If the wires are only powering a CT recorder - then I can’t see any good reason not to have connected them in AFTER a suitable fuse in the consumer-unit / fuse-board.
The DNO engineer who did this -should perhaps be formally reported? It is unquestionably dangerous.
It would have been perfectly OK connecting directly to the supplier’s fuse IF the connection was straight into a suitably fault-rated fuse - something a lot less than 60 / 80 /100 A.
I agree it should be reported, the Health & Safety Executive ought to be on the tail of the DNO as well as the individual concerned. He either hadn’t been trained properly, or he disregarded his training through laziness, or his supervisors had pressurised him to the extent where he felt obliged to disregard his and his customer’s safety in order to get the job done fast. None of those are acceptable excuses.
But I disagree with your description
I don’t think a professional engineer would (a) have been sent out to install a monitor on a customer’s premises, and (b) would have bodged a connection like that. They’d have been only too well aware of the consequences had something gone wrong.
Again, assumptions being made that this piece of equipment that you have no photo of is not designed for this.
Regarding powering it, I also thought it would need to take readings at source. Of course it could be battery powered and just be taking readings? The aim was to read every 10 sec to see if it was my equipment or theirs that was faulty.

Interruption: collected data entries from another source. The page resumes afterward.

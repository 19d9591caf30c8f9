//! Random number generator abstraction for determinism.
//!
//! In production, this wraps a real RNG. In tests, a seeded or scripted
//! implementation is injected.

use rand::rngs::StdRng;
use rand::{Rng, SeedableRng};

/// Abstraction over random number generation.
pub trait DeterministicRng: Send + Sync {
    /// Generate a random `u32` in the range `[min, max]` inclusive.
    fn next_u32_range(&mut self, min: u32, max: u32) -> u32;
}

/// Production RNG backed by `StdRng`.
#[derive(Debug)]
pub struct SystemRng(StdRng);

impl SystemRng {
    /// Creates an RNG seeded from the operating system.
    #[must_use]
    pub fn from_os() -> Self {
        Self(StdRng::from_os_rng())
    }

    /// Creates an RNG with a fixed seed, for reproducible runs.
    #[must_use]
    pub fn seeded(seed: u64) -> Self {
        Self(StdRng::seed_from_u64(seed))
    }
}

impl DeterministicRng for SystemRng {
    fn next_u32_range(&mut self, min: u32, max: u32) -> u32 {
        self.0.random_range(min..=max)
    }
}

#[cfg(test)]
mod tests {
    use super::*;

    #[test]
    fn test_next_u32_range_stays_within_inclusive_bounds() {
        let mut rng = SystemRng::seeded(7);

        for _ in 0..1_000 {
            let value = rng.next_u32_range(1, 5);
            assert!((1..=5).contains(&value));
        }
    }

    #[test]
    fn test_seeded_rngs_produce_identical_sequences() {
        let mut a = SystemRng::seeded(42);
        let mut b = SystemRng::seeded(42);

        let left: Vec<u32> = (0..16).map(|_| a.next_u32_range(0, 100)).collect();
        let right: Vec<u32> = (0..16).map(|_| b.next_u32_range(0, 100)).collect();

        assert_eq!(left, right);
    }

    #[test]
    fn test_degenerate_range_returns_the_single_value() {
        let mut rng = SystemRng::seeded(1);
        assert_eq!(rng.next_u32_range(0, 0), 0);
    }
}
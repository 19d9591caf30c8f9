//! Scripted `DeterministicRng` implementations.

use liveshop_core::rng::DeterministicRng;

/// Always draws the lowest value of the range: the first user, event and
/// product, and a quantity of one.
#[derive(Debug)]
pub struct MockRng;

impl DeterministicRng for MockRng {
    fn next_u32_range(&mut self, min: u32, _max: u32) -> u32 {
        min
    }
}

/// Replays a fixed script of draws, starting over when it runs out.
///
/// Each draw is clamped into the requested range, so one script stays valid
/// across catalogs of different sizes. An empty script behaves like
/// [`MockRng`].
#[derive(Debug)]
pub struct SequenceRng {
    script: Vec<u32>,
    cursor: usize,
}

impl SequenceRng {
    /// Replays `script` in order.
    #[must_use]
    pub fn new(script: Vec<u32>) -> Self {
        Self { script, cursor: 0 }
    }

    /// Number of draws taken so far.
    #[must_use]
    pub fn draws(&self) -> usize {
        self.cursor
    }
}

impl DeterministicRng for SequenceRng {
    fn next_u32_range(&mut self, min: u32, max: u32) -> u32 {
        let Some(&value) = self.script.get(self.cursor % self.script.len().max(1)) else {
            return min;
        };
        self.cursor += 1;
        value.clamp(min, max)
    }
}
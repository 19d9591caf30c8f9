//! Domain store schema.
//!
//! The DDL lives in the workspace `migrations/` directory and is embedded at
//! compile time.

use sqlx::PgPool;
use sqlx::migrate::{MigrateError, Migrator};

/// Migrations for the users, products, events and purchases tables.
pub static MIGRATOR: Migrator = sqlx::migrate!("../../migrations");

/// Applies any pending migrations.
///
/// # Errors
///
/// Returns `MigrateError` if a migration fails or the applied history
/// diverges from the embedded one.
pub async fn run_migrations(pool: &PgPool) -> Result<(), MigrateError> {
    MIGRATOR.run(pool).await?;
    tracing::info!("domain store migrations applied");
    Ok(())
}
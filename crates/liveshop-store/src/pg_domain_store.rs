//! `PostgreSQL` implementation of the `DomainStore` trait.

use async_trait::async_trait;
use chrono::TimeDelta;
use sqlx::postgres::PgRow;
use sqlx::{PgPool, Row};

use liveshop_core::error::DomainError;
use liveshop_core::model::{
    EntityId, Event, NewPurchase, Product, PurchaseEvent, PurchaseRecord, Timestamps, User,
};
use liveshop_core::store::DomainStore;

const EVENT_COLUMNS: &str = "id, created_at, updated_at, deleted_at, \
     title, start_date, duration_ns, image_url, influencer_id";

/// PostgreSQL-backed domain store.
#[derive(Debug, Clone)]
pub struct PgDomainStore {
    pool: PgPool,
}

impl PgDomainStore {
    /// Creates a new `PgDomainStore`.
    #[must_use]
    pub fn new(pool: PgPool) -> Self {
        Self { pool }
    }
}

fn transport(context: &'static str) -> impl FnOnce(sqlx::Error) -> DomainError {
    move |e| DomainError::Transport(format!("{context}: {e}"))
}

fn timestamps_from_row(row: &PgRow) -> Result<Timestamps, sqlx::Error> {
    Ok(Timestamps {
        created_at: row.try_get("created_at")?,
        updated_at: row.try_get("updated_at")?,
        deleted_at: row.try_get("deleted_at")?,
    })
}

fn user_from_row(row: &PgRow) -> Result<User, sqlx::Error> {
    Ok(User {
        id: row.try_get("id")?,
        timestamps: timestamps_from_row(row)?,
        email: row.try_get("email")?,
        name: row.try_get("name")?,
        is_influencer: row.try_get("is_influencer")?,
    })
}

fn product_from_row(row: &PgRow) -> Result<Product, sqlx::Error> {
    Ok(Product {
        id: row.try_get("id")?,
        timestamps: timestamps_from_row(row)?,
        name: row.try_get("name")?,
        price: row.try_get("price")?,
        category: row.try_get("category")?,
        image_url: row.try_get("image_url")?,
    })
}

fn event_from_row(row: &PgRow) -> Result<Event, sqlx::Error> {
    let duration_ns: i64 = row.try_get("duration_ns")?;
    Ok(Event {
        id: row.try_get("id")?,
        timestamps: timestamps_from_row(row)?,
        title: row.try_get("title")?,
        start_date: row.try_get("start_date")?,
        duration: TimeDelta::nanoseconds(duration_ns),
        image_url: row.try_get("image_url")?,
        influencer_id: row.try_get("influencer_id")?,
    })
}

fn purchase_from_row(row: &PgRow) -> Result<PurchaseRecord, sqlx::Error> {
    Ok(PurchaseRecord {
        id: row.try_get("id")?,
        user_id: row.try_get("user_id")?,
        event_id: row.try_get("event_id")?,
        product_id: row.try_get("product_id")?,
        quantity: row.try_get("quantity")?,
        price: row.try_get("price")?,
        purchase_date: row.try_get("purchase_date")?,
    })
}

#[async_trait]
impl DomainStore for PgDomainStore {
    async fn list_users(&self) -> Result<Vec<User>, DomainError> {
        let rows = sqlx::query(
            r"
            SELECT id, created_at, updated_at, deleted_at, email, name, is_influencer
            FROM users
            WHERE deleted_at IS NULL
            ORDER BY id
            ",
        )
        .fetch_all(&self.pool)
        .await
        .map_err(transport("failed to load users"))?;

        rows.iter()
            .map(user_from_row)
            .collect::<Result<_, _>>()
            .map_err(transport("failed to decode user row"))
    }

    async fn list_events(&self) -> Result<Vec<Event>, DomainError> {
        let rows = sqlx::query(&format!(
            "SELECT {EVENT_COLUMNS} FROM events WHERE deleted_at IS NULL ORDER BY id"
        ))
        .fetch_all(&self.pool)
        .await
        .map_err(transport("failed to load events"))?;

        rows.iter()
            .map(event_from_row)
            .collect::<Result<_, _>>()
            .map_err(transport("failed to decode event row"))
    }

    async fn list_products(&self) -> Result<Vec<Product>, DomainError> {
        let rows = sqlx::query(
            r"
            SELECT id, created_at, updated_at, deleted_at, name, price, category, image_url
            FROM products
            WHERE deleted_at IS NULL
            ORDER BY id
            ",
        )
        .fetch_all(&self.pool)
        .await
        .map_err(transport("failed to load products"))?;

        rows.iter()
            .map(product_from_row)
            .collect::<Result<_, _>>()
            .map_err(transport("failed to decode product row"))
    }

    async fn find_event(&self, event_id: EntityId) -> Result<Option<Event>, DomainError> {
        let row = sqlx::query(&format!(
            "SELECT {EVENT_COLUMNS} FROM events WHERE id = $1 AND deleted_at IS NULL"
        ))
        .bind(event_id)
        .fetch_optional(&self.pool)
        .await
        .map_err(transport("failed to load event"))?;

        row.as_ref()
            .map(event_from_row)
            .transpose()
            .map_err(transport("failed to decode event row"))
    }

    async fn insert_purchase(&self, purchase: NewPurchase) -> Result<PurchaseEvent, DomainError> {
        let id: i64 = sqlx::query_scalar(
            r"
            INSERT INTO purchases
                (user_id, event_id, product_id, quantity, price, purchase_date,
                 created_at, updated_at)
            VALUES ($1, $2, $3, $4, $5, $6, $6, $6)
            RETURNING id
            ",
        )
        .bind(purchase.user.id)
        .bind(purchase.event.id)
        .bind(purchase.product.id)
        .bind(purchase.quantity)
        .bind(purchase.price)
        .bind(purchase.purchase_date)
        .fetch_one(&self.pool)
        .await
        .map_err(transport("failed to insert purchase"))?;

        Ok(purchase.into_persisted(id))
    }

    async fn list_purchases(&self) -> Result<Vec<PurchaseRecord>, DomainError> {
        let rows = sqlx::query(
            r"
            SELECT id, user_id, event_id, product_id, quantity, price, purchase_date
            FROM purchases
            WHERE deleted_at IS NULL
            ORDER BY id
            ",
        )
        .fetch_all(&self.pool)
        .await
        .map_err(transport("failed to load purchases"))?;

        rows.iter()
            .map(purchase_from_row)
            .collect::<Result<_, _>>()
            .map_err(transport("failed to decode purchase row"))
    }
}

I agree that without knowing what is on the end of the wires they’re prejudging the situation somewhat. But I think their point is that unless there is a fuse at the head end of the wires then any problem that results in damage to the wire could potentially cause a very large current to flow. It really doesn’t matter what is on the far end of the wire; the problem is the wire itself.
How likely it is that there could be such damage to a piece of wire I don’t know, but they believe the regs are clear that this wiring is not allowed and is dangerous, and as such somebody operating on behalf of the DNO should never have wired it like this. And they should be reported.